##### DATA

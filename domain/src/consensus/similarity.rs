//! Cross-role similarity signal.
//!
//! Takes the latest message of each distinct role in the window and averages
//! the pairwise Jaccard similarity of their word sets. Words shorter than
//! three characters are ignored.

use super::text::words;
use crate::discussion::Message;
use std::collections::HashSet;

const MIN_WORD_LEN: usize = 3;

fn word_set(text: &str) -> HashSet<String> {
    words(text)
        .into_iter()
        .filter(|w| w.chars().count() >= MIN_WORD_LEN)
        .collect()
}

/// Jaccard similarity of two word sets; `0.0` if either is empty.
pub fn jaccard(a: &HashSet<String>, b: &HashSet<String>) -> f64 {
    if a.is_empty() || b.is_empty() {
        return 0.0;
    }
    let intersection = a.intersection(b).count();
    let union = a.union(b).count();
    intersection as f64 / union as f64
}

/// Average pairwise similarity between the latest messages of each role.
///
/// User messages are ignored. Returns `0.0` when fewer than two roles
/// appear in the window.
pub fn cross_role_similarity(window: &[Message]) -> f64 {
    let mut latest: Vec<(&str, &str)> = Vec::new();
    for message in window.iter().rev() {
        if let Some(role) = message.author_role()
            && !latest.iter().any(|(r, _)| *r == role)
        {
            latest.push((role, message.content.as_str()));
        }
    }

    if latest.len() < 2 {
        return 0.0;
    }

    let sets: Vec<HashSet<String>> = latest.iter().map(|(_, text)| word_set(text)).collect();
    let mut total = 0.0;
    let mut pairs = 0usize;
    for i in 0..sets.len() {
        for j in (i + 1)..sets.len() {
            total += jaccard(&sets[i], &sets[j]);
            pairs += 1;
        }
    }

    total / pairs as f64
}
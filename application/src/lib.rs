//! Application layer for conclave
//!
//! This crate contains the discussion use cases, the broadcast hub and the
//! port definitions that infrastructure adapters implement. It depends only
//! on the domain layer.
//!
//! # Control flow of one agent turn
//!
//! ```text
//! SpeakerSelector ─▶ LlmGateway ─▶ transcript append ─▶ BroadcastHub
//!        ▲                                                    │
//!        └──────── loop ◀── BroadcastHub ◀── ConsensusDetector ◀┘
//! ```

pub mod broadcast;
pub mod config;
pub mod ports;
pub mod use_cases;

// Re-export commonly used types
pub use broadcast::{BroadcastHub, ConnectionId};
pub use config::{ConsensusConfig, EngineConfig, RetryPolicy, SelectionConfig};
pub use ports::{
    llm_gateway::{CompletionRequest, GatewayError, LlmGateway},
    observer::{DeliveryError, ObserverConnection},
    repository::{
        DiscussionRepository, DiscussionSnapshot, InMemoryDiscussionRepository, MessagePage,
        RepositoryError,
    },
    role_supplier::{RoleSupplier, RoleSupplierError},
};
pub use use_cases::consensus_detector::ConsensusDetector;
pub use use_cases::orchestrator::{DiscussionError, DiscussionOrchestrator};
pub use use_cases::retry::{RetryExhausted, with_retry};
pub use use_cases::speaker_selector::{Selection, SpeakerSelector};
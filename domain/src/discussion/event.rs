//! Events fanned out to observers

use super::entities::{DiscussionId, DiscussionStatus};
use super::message::Message;
use crate::consensus::ConsensusResult;
use serde::{Deserialize, Serialize};

/// Error class carried by a `discussion_failed` event
#[derive(Debug, Clone, Copy, PartialEq, Eq, Serialize, Deserialize)]
#[serde(rename_all = "snake_case")]
pub enum FailureClass {
    /// Transient provider failures persisted past the retry budget
    ProviderTransient,
    /// The provider rejected the request outright
    ProviderPermanent,
    /// The persistence collaborator refused a write
    Persistence,
    /// A broken engine invariant
    Internal,
}

impl FailureClass {
    pub fn as_str(&self) -> &'static str {
        match self {
            FailureClass::ProviderTransient => "provider_transient",
            FailureClass::ProviderPermanent => "provider_permanent",
            FailureClass::Persistence => "persistence",
            FailureClass::Internal => "internal",
        }
    }
}

impl std::fmt::Display for FailureClass {
    fn fmt(&self, f: &mut std::fmt::Formatter<'_>) -> std::fmt::Result {
        write!(f, "{}", self.as_str())
    }
}

/// An update emitted by the turn loop.
///
/// Serialized with a `type` tag (`agent_message`, `user_message`,
/// `consensus_update`, `discussion_complete`, `discussion_failed`).
#[derive(Debug, Clone, PartialEq, Serialize, Deserialize)]
#[serde(tag = "type", rename_all = "snake_case")]
pub enum DiscussionEvent {
    AgentMessage {
        discussion_id: DiscussionId,
        turn: u32,
        message: Message,
    },
    UserMessage {
        discussion_id: DiscussionId,
        turn: u32,
        message: Message,
    },
    ConsensusUpdate {
        discussion_id: DiscussionId,
        turn: u32,
        consensus: ConsensusResult,
    },
    /// Emitted for both `Completed` and `Stopped` endings
    DiscussionComplete {
        discussion_id: DiscussionId,
        turn: u32,
        status: DiscussionStatus,
        total_turns: u32,
        consensus_reached: bool,
        confidence: f64,
        summary: String,
    },
    DiscussionFailed {
        discussion_id: DiscussionId,
        turn: u32,
        error_class: FailureClass,
        error: String,
    },
}

impl DiscussionEvent {
    pub fn discussion_id(&self) -> DiscussionId {
        match self {
            DiscussionEvent::AgentMessage { discussion_id, .. }
            | DiscussionEvent::UserMessage { discussion_id, .. }
            | DiscussionEvent::ConsensusUpdate { discussion_id, .. }
            | DiscussionEvent::DiscussionComplete { discussion_id, .. }
            | DiscussionEvent::DiscussionFailed { discussion_id, .. } => *discussion_id,
        }
    }

    pub fn turn(&self) -> u32 {
        match self {
            DiscussionEvent::AgentMessage { turn, .. }
            | DiscussionEvent::UserMessage { turn, .. }
            | DiscussionEvent::ConsensusUpdate { turn, .. }
            | DiscussionEvent::DiscussionComplete { turn, .. }
            | DiscussionEvent::DiscussionFailed { turn, .. } => *turn,
        }
    }

    /// Wire name of the event type
    pub fn event_type(&self) -> &'static str {
        match self {
            DiscussionEvent::AgentMessage { .. } => "agent_message",
            DiscussionEvent::UserMessage { .. } => "user_message",
            DiscussionEvent::ConsensusUpdate { .. } => "consensus_update",
            DiscussionEvent::DiscussionComplete { .. } => "discussion_complete",
            DiscussionEvent::DiscussionFailed { .. } => "discussion_failed",
        }
    }

    /// Whether this event ends the stream for its discussion
    pub fn is_final(&self) -> bool {
        matches!(
            self,
            DiscussionEvent::DiscussionComplete { .. } | DiscussionEvent::DiscussionFailed { .. }
        )
    }
}
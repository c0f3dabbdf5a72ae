//! Persistence port
//!
//! Every message and status change the turn loop produces is handed to a
//! [`DiscussionRepository`] before it counts as committed. Historical reads
//! (status, paginated messages) are served from here, never by replaying
//! broadcast events.

use async_trait::async_trait;
use chrono::{DateTime, Utc};
use conclave_domain::{ConsensusResult, Discussion, DiscussionId, DiscussionStatus, Message, Role};
use serde::{Deserialize, Serialize};
use std::collections::HashMap;
use thiserror::Error;
use tokio::sync::RwLock;

#[derive(Error, Debug, Clone, PartialEq, Eq)]
pub enum RepositoryError {
    #[error("Discussion not found: {0}")]
    NotFound(DiscussionId),

    #[error("Storage error: {0}")]
    Storage(String),
}

/// Discussion metadata without the transcript
#[derive(Debug, Clone, PartialEq, Serialize, Deserialize)]
pub struct DiscussionSnapshot {
    pub id: DiscussionId,
    pub topic: String,
    pub status: DiscussionStatus,
    pub roles: Vec<Role>,
    pub current_turn: u32,
    pub max_turns: u32,
    pub consensus: Option<ConsensusResult>,
    pub message_count: usize,
    pub created_at: DateTime<Utc>,
    pub updated_at: DateTime<Utc>,
}

impl From<&Discussion> for DiscussionSnapshot {
    fn from(discussion: &Discussion) -> Self {
        Self {
            id: discussion.id,
            topic: discussion.topic.clone(),
            status: discussion.status,
            roles: discussion.roles.clone(),
            current_turn: discussion.current_turn,
            max_turns: discussion.max_turns,
            consensus: discussion.consensus.clone(),
            message_count: discussion.messages.len(),
            created_at: discussion.created_at,
            updated_at: discussion.updated_at,
        }
    }
}

/// One page of a transcript, oldest first
#[derive(Debug, Clone, PartialEq, Serialize, Deserialize)]
pub struct MessagePage {
    pub discussion_id: DiscussionId,
    pub messages: Vec<Message>,
    pub offset: usize,
    pub limit: usize,
    /// Total number of messages in the transcript
    pub total: usize,
}

impl MessagePage {
    pub fn has_more(&self) -> bool {
        self.offset + self.messages.len() < self.total
    }
}

#[async_trait]
pub trait DiscussionRepository: Send + Sync {
    /// Insert or replace the discussion metadata (status, turn, consensus)
    async fn save_discussion(&self, snapshot: &DiscussionSnapshot) -> Result<(), RepositoryError>;

    /// Append one message to a saved discussion's transcript
    async fn append_message(&self, message: &Message) -> Result<(), RepositoryError>;

    async fn load_discussion(
        &self,
        id: DiscussionId,
    ) -> Result<Option<DiscussionSnapshot>, RepositoryError>;

    /// Messages `[offset, offset + limit)`, or `None` for an unknown id
    async fn list_messages(
        &self,
        id: DiscussionId,
        offset: usize,
        limit: usize,
    ) -> Result<Option<MessagePage>, RepositoryError>;

    /// Returns whether anything was removed
    async fn delete_discussion(&self, id: DiscussionId) -> Result<bool, RepositoryError>;
}

#[derive(Debug)]
struct StoredDiscussion {
    snapshot: DiscussionSnapshot,
    messages: Vec<Message>,
}

/// Process-local repository, the default store.
#[derive(Debug, Default)]
pub struct InMemoryDiscussionRepository {
    discussions: RwLock<HashMap<DiscussionId, StoredDiscussion>>,
}

impl InMemoryDiscussionRepository {
    pub fn new() -> Self {
        Self::default()
    }

    pub async fn len(&self) -> usize {
        self.discussions.read().await.len()
    }

    pub async fn is_empty(&self) -> bool {
        self.discussions.read().await.is_empty()
    }
}

#[async_trait]
impl DiscussionRepository for InMemoryDiscussionRepository {
    async fn save_discussion(&self, snapshot: &DiscussionSnapshot) -> Result<(), RepositoryError> {
        let mut discussions = self.discussions.write().await;
        match discussions.get_mut(&snapshot.id) {
            Some(stored) => {
                stored.snapshot = snapshot.clone();
                stored.snapshot.message_count = stored.messages.len();
            }
            None => {
                discussions.insert(
                    snapshot.id,
                    StoredDiscussion {
                        snapshot: DiscussionSnapshot {
                            message_count: 0,
                            ..snapshot.clone()
                        },
                        messages: Vec::new(),
                    },
                );
            }
        }
        Ok(())
    }

    async fn append_message(&self, message: &Message) -> Result<(), RepositoryError> {
        let mut discussions = self.discussions.write().await;
        let stored = discussions
            .get_mut(&message.discussion_id)
            .ok_or(RepositoryError::NotFound(message.discussion_id))?;
        stored.messages.push(message.clone());
        stored.snapshot.message_count = stored.messages.len();
        Ok(())
    }

    async fn load_discussion(
        &self,
        id: DiscussionId,
    ) -> Result<Option<DiscussionSnapshot>, RepositoryError> {
        Ok(self
            .discussions
            .read()
            .await
            .get(&id)
            .map(|stored| stored.snapshot.clone()))
    }

    async fn list_messages(
        &self,
        id: DiscussionId,
        offset: usize,
        limit: usize,
    ) -> Result<Option<MessagePage>, RepositoryError> {
        let discussions = self.discussions.read().await;
        Ok(discussions.get(&id).map(|stored| MessagePage {
            discussion_id: id,
            messages: stored
                .messages
                .iter()
                .skip(offset)
                .take(limit)
                .cloned()
                .collect(),
            offset,
            limit,
            total: stored.messages.len(),
        }))
    }

    async fn delete_discussion(&self, id: DiscussionId) -> Result<bool, RepositoryError> {
        Ok(self.discussions.write().await.remove(&id).is_some())
    }
}

#[cfg(test)]
mod tests {
    use super::*;

    fn discussion() -> Discussion {
        let roles = vec![Role::new("A", "m", "p"), Role::new("B", "m", "p")];
        Discussion::new("Topic", roles, 4, 8).unwrap()
    }

    #[tokio::test]
    async fn test_save_and_load() {
        let repo = InMemoryDiscussionRepository::new();
        let d = discussion();
        repo.save_discussion(&DiscussionSnapshot::from(&d))
            .await
            .unwrap();

        let loaded = repo.load_discussion(d.id).await.unwrap().unwrap();
        assert_eq!(loaded.topic, "Topic");
        assert_eq!(loaded.status, DiscussionStatus::Created);
        assert_eq!(loaded.message_count, 0);
        assert_eq!(repo.len().await, 1);
    }

    #[tokio::test]
    async fn test_append_and_paginate() {
        let repo = InMemoryDiscussionRepository::new();
        let mut d = discussion();
        repo.save_discussion(&DiscussionSnapshot::from(&d))
            .await
            .unwrap();
        d.transition(DiscussionStatus::Active).unwrap();
        for (i, name) in ["A", "B", "A"].iter().enumerate() {
            let msg = d
                .append_agent_message(name, format!("point {}", i))
                .unwrap()
                .clone();
            repo.append_message(&msg).await.unwrap();
        }

        let page = repo.list_messages(d.id, 1, 1).await.unwrap().unwrap();
        assert_eq!(page.total, 3);
        assert_eq!(page.messages.len(), 1);
        assert_eq!(page.messages[0].content, "point 1");
        assert!(page.has_more());

        let tail = repo.list_messages(d.id, 2, 10).await.unwrap().unwrap();
        assert_eq!(tail.messages.len(), 1);
        assert!(!tail.has_more());

        let past_end = repo.list_messages(d.id, 10, 10).await.unwrap().unwrap();
        assert!(past_end.messages.is_empty());
        assert_eq!(past_end.total, 3);
    }

    #[tokio::test]
    async fn test_resave_keeps_message_count() {
        let repo = InMemoryDiscussionRepository::new();
        let mut d = discussion();
        repo.save_discussion(&DiscussionSnapshot::from(&d))
            .await
            .unwrap();
        d.transition(DiscussionStatus::Active).unwrap();
        let msg = d.append_agent_message("A", "hello").unwrap().clone();
        repo.append_message(&msg).await.unwrap();

        let mut snapshot = DiscussionSnapshot::from(&d);
        snapshot.message_count = 99;
        repo.save_discussion(&snapshot).await.unwrap();
        let loaded = repo.load_discussion(d.id).await.unwrap().unwrap();
        assert_eq!(loaded.message_count, 1);
        assert_eq!(loaded.status, DiscussionStatus::Active);
    }

    #[tokio::test]
    async fn test_unknown_discussion() {
        let repo = InMemoryDiscussionRepository::new();
        let id = DiscussionId::new();
        assert!(repo.load_discussion(id).await.unwrap().is_none());
        assert!(repo.list_messages(id, 0, 10).await.unwrap().is_none());
        assert!(!repo.delete_discussion(id).await.unwrap());
    }

    #[tokio::test]
    async fn test_delete() {
        let repo = InMemoryDiscussionRepository::new();
        let d = discussion();
        repo.save_discussion(&DiscussionSnapshot::from(&d))
            .await
            .unwrap();
        assert!(repo.delete_discussion(d.id).await.unwrap());
        assert!(repo.is_empty().await);
    }

    #[test]
    fn test_snapshot_serializes_for_external_stores() {
        let d = discussion();
        let value = serde_json::to_value(DiscussionSnapshot::from(&d)).unwrap();
        assert_eq!(value["status"], "created");
        assert_eq!(value["roles"][0]["name"], "A");
        assert!(value["consensus"].is_null());

        let back: DiscussionSnapshot = serde_json::from_value(value).unwrap();
        assert_eq!(back.id, d.id);
    }
}
//! Domain layer for conclave
//!
//! This crate contains the core entities and the pure decision logic of a
//! panel discussion. It has no dependencies on infrastructure or presentation
//! concerns, and never performs I/O.
//!
//! # Core Concepts
//!
//! ## Discussion
//!
//! One run of the engine over a fixed topic and a fixed cast of [`Role`]s.
//! Messages are appended in turn order and never modified afterwards.
//!
//! ## Speaker policy
//!
//! Who speaks next is decided by `@mention` bias first, then by a model hint,
//! and finally by a deterministic round-robin that never repeats the previous
//! speaker (see [`selection`]).
//!
//! ## Consensus
//!
//! Convergence is scored from three signals (lexical agreement, cross-role
//! similarity and a model adjudication) combined with fixed weights
//! (see [`consensus`]).

pub mod consensus;
pub mod core;
pub mod discussion;
pub mod prompt;
pub mod selection;

// Re-export commonly used types
pub use consensus::{
    AdjudicationVerdict, ConsensusResult, ConsensusWeights, Recommendation, ScoreBreakdown,
    cross_role_similarity, detect_stalemate, lexical_agreement, parse_adjudication,
};
pub use core::error::DomainError;
pub use discussion::{
    Discussion, DiscussionEvent, DiscussionId, DiscussionStatus, FailureClass, Message, Role,
    Speaker, extract_mentions, mention_key,
};
pub use prompt::PromptTemplate;
pub use selection::{SelectionSource, mention_target, round_robin_after, validate_model_choice};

##########

TASK PROMPT: With the first line of the records as the start and the line holding "either is empty." as the end, please copy exactly those lines and no others.

EXPECTED ANSWER:
filename domain/src/consensus/similarity.rs
//! Cross-role similarity signal.
//!
//! Takes the latest message of each distinct role in the window and averages
//! the pairwise Jaccard similarity of their word sets. Words shorter than
//! three characters are ignored.

use super::text::words;
use crate::discussion::Message;
use std::collections::HashSet;

const MIN_WORD_LEN: usize = 3;

fn word_set(text: &str) -> HashSet<String> {
    words(text)
        .into_iter()
        .filter(|w| w.chars().count() >= MIN_WORD_LEN)
        .collect()
}

/// Jaccard similarity of two word sets; `0.0` if either is empty.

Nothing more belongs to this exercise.